# [YOUR INSTRUCTIONS]
Go to the line holding "entity path components" in the entries below and write out exactly every line down to and including the line holding "of the token.".

<<<<

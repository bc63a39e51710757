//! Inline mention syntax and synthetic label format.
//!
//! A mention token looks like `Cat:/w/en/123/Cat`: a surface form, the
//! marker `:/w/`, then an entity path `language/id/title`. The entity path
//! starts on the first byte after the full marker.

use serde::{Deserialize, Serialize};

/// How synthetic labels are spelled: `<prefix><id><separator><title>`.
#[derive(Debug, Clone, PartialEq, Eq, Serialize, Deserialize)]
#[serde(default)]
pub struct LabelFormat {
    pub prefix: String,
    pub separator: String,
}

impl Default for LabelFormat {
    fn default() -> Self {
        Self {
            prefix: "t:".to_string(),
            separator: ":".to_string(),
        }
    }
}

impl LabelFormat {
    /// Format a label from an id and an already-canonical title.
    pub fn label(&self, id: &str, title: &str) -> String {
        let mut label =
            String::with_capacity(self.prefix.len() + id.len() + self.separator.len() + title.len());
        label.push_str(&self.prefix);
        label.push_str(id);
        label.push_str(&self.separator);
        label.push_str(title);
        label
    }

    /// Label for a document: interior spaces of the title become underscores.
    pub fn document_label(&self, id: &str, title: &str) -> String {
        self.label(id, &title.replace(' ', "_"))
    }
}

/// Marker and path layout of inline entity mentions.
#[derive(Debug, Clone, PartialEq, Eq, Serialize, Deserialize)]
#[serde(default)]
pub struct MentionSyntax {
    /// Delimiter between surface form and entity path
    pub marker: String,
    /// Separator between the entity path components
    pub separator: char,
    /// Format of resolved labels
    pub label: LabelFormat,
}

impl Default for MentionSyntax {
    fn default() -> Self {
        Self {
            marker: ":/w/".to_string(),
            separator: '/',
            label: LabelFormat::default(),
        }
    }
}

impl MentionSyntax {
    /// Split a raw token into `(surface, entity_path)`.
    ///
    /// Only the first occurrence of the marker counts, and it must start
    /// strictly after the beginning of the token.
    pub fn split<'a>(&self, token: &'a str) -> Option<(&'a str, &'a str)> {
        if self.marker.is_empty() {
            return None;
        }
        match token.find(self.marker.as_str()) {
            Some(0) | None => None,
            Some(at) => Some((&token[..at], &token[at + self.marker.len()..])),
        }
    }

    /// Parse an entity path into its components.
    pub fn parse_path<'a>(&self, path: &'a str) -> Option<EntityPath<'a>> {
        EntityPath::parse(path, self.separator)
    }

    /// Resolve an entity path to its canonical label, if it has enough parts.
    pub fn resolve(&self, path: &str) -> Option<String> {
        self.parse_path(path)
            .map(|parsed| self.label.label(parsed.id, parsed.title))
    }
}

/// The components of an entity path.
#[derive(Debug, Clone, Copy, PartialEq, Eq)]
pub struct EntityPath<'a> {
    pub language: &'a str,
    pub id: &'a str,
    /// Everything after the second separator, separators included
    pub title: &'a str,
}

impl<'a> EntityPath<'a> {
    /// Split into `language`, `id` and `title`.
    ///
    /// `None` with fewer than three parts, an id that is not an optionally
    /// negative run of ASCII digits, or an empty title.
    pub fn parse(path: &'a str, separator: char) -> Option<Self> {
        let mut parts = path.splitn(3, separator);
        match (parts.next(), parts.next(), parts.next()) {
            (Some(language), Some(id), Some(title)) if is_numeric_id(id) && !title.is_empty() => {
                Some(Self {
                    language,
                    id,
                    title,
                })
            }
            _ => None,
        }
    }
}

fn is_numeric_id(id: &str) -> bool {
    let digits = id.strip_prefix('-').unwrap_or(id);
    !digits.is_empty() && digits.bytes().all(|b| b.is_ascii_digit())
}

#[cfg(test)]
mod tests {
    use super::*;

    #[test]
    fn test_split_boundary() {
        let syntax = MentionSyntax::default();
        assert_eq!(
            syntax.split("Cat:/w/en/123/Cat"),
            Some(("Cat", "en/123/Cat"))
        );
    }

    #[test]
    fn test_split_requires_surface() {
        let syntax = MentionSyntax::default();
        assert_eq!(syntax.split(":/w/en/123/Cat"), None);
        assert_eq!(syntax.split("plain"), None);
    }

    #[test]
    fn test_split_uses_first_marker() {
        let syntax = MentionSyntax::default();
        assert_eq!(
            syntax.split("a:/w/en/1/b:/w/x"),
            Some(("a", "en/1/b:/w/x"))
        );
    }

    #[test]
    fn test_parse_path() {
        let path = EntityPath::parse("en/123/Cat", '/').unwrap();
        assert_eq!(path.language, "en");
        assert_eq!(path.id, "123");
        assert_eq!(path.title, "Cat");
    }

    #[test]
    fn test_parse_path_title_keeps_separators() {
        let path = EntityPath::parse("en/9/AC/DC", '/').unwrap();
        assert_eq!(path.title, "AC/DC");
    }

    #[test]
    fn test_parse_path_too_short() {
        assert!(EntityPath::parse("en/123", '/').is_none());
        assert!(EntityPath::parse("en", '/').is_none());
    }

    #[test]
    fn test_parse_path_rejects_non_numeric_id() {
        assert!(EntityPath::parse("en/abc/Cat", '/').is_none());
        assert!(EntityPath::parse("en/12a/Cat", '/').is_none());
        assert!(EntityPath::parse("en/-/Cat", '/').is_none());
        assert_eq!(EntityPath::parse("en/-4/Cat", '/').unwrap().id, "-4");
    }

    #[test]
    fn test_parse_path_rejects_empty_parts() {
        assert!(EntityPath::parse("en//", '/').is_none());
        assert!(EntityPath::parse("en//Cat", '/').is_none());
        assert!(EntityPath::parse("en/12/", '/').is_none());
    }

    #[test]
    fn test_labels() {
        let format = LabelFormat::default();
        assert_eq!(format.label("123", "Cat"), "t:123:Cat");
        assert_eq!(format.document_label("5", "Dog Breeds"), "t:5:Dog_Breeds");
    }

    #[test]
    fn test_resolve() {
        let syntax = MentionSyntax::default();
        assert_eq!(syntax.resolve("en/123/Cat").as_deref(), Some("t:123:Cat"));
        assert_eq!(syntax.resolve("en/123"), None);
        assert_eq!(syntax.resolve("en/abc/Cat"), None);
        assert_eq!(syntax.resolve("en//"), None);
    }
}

>>>>
<<<<

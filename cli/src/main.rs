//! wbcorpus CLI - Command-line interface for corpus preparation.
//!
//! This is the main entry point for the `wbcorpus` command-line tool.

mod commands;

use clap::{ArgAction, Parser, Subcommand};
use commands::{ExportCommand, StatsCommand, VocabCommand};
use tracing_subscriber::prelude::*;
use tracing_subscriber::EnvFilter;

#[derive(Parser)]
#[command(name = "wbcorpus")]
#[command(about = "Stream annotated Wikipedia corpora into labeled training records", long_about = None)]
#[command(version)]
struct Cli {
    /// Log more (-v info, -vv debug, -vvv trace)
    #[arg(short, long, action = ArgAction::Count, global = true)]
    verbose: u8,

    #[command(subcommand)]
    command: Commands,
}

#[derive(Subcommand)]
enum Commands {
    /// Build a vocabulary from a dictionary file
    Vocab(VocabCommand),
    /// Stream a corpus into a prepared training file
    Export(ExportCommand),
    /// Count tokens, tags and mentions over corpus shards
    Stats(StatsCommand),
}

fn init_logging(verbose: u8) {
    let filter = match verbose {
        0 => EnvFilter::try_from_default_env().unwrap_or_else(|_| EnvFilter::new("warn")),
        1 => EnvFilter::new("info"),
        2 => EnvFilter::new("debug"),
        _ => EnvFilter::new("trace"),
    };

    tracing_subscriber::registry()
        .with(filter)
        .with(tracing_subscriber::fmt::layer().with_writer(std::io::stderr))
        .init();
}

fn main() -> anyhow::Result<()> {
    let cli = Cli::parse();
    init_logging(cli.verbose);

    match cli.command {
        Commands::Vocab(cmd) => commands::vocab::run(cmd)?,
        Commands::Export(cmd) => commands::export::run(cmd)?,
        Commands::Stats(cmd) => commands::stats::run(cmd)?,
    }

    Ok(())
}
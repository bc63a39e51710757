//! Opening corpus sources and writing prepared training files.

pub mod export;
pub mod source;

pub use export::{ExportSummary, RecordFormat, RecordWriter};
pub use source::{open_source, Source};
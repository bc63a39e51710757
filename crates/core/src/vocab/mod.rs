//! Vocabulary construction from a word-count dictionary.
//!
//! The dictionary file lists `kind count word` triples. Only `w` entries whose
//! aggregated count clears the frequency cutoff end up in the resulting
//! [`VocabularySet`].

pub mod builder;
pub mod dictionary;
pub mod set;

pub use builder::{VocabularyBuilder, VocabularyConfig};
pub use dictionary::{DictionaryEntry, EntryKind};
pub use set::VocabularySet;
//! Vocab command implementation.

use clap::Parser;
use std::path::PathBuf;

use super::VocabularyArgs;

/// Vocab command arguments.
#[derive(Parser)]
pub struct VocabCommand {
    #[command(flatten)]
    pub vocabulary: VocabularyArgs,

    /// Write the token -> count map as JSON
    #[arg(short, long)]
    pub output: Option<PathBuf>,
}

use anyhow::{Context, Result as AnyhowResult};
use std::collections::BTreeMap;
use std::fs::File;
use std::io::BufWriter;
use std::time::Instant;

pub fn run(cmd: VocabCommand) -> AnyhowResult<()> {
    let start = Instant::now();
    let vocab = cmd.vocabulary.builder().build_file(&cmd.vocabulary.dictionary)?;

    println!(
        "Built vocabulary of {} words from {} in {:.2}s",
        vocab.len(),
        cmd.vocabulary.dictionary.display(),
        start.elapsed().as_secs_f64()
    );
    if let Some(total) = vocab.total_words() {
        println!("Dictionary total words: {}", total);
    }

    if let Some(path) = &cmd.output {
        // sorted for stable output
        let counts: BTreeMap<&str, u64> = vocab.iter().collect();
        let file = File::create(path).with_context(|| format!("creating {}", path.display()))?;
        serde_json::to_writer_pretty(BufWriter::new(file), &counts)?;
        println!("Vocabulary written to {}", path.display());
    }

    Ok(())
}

>>>>
<<<<

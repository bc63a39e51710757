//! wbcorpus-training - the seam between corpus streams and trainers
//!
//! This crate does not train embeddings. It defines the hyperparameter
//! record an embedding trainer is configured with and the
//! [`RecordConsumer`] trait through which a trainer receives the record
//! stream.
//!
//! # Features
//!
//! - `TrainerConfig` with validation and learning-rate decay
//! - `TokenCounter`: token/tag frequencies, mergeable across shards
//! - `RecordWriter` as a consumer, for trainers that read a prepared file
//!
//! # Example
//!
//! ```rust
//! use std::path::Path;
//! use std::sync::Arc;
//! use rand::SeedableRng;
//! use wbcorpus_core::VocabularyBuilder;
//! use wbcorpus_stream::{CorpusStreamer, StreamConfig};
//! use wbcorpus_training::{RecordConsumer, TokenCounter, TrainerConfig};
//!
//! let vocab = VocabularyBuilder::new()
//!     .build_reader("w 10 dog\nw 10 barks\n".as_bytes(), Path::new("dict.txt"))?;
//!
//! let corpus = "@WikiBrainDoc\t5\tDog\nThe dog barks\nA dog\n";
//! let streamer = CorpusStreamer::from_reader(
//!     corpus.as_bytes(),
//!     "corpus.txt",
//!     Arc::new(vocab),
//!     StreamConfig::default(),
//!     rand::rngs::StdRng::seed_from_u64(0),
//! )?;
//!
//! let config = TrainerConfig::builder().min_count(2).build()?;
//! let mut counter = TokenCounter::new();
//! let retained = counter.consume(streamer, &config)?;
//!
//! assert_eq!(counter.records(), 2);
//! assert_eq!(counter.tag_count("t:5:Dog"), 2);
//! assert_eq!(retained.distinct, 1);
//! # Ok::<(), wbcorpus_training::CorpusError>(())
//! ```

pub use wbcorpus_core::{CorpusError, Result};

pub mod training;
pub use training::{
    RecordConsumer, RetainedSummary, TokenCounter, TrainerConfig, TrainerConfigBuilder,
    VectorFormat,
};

>>>>

# [ANSWER TO THE PROBLEM]
    /// Separator between the entity path components
    pub separator: char,
    /// Format of resolved labels
    pub label: LabelFormat,
}

impl Default for MentionSyntax {
    fn default() -> Self {
        Self {
            marker: ":/w/".to_string(),
            separator: '/',
            label: LabelFormat::default(),
        }
    }
}

impl MentionSyntax {
    /// Split a raw token into `(surface, entity_path)`.
    ///
    /// Only the first occurrence of the marker counts, and it must start
    /// strictly after the beginning of the token.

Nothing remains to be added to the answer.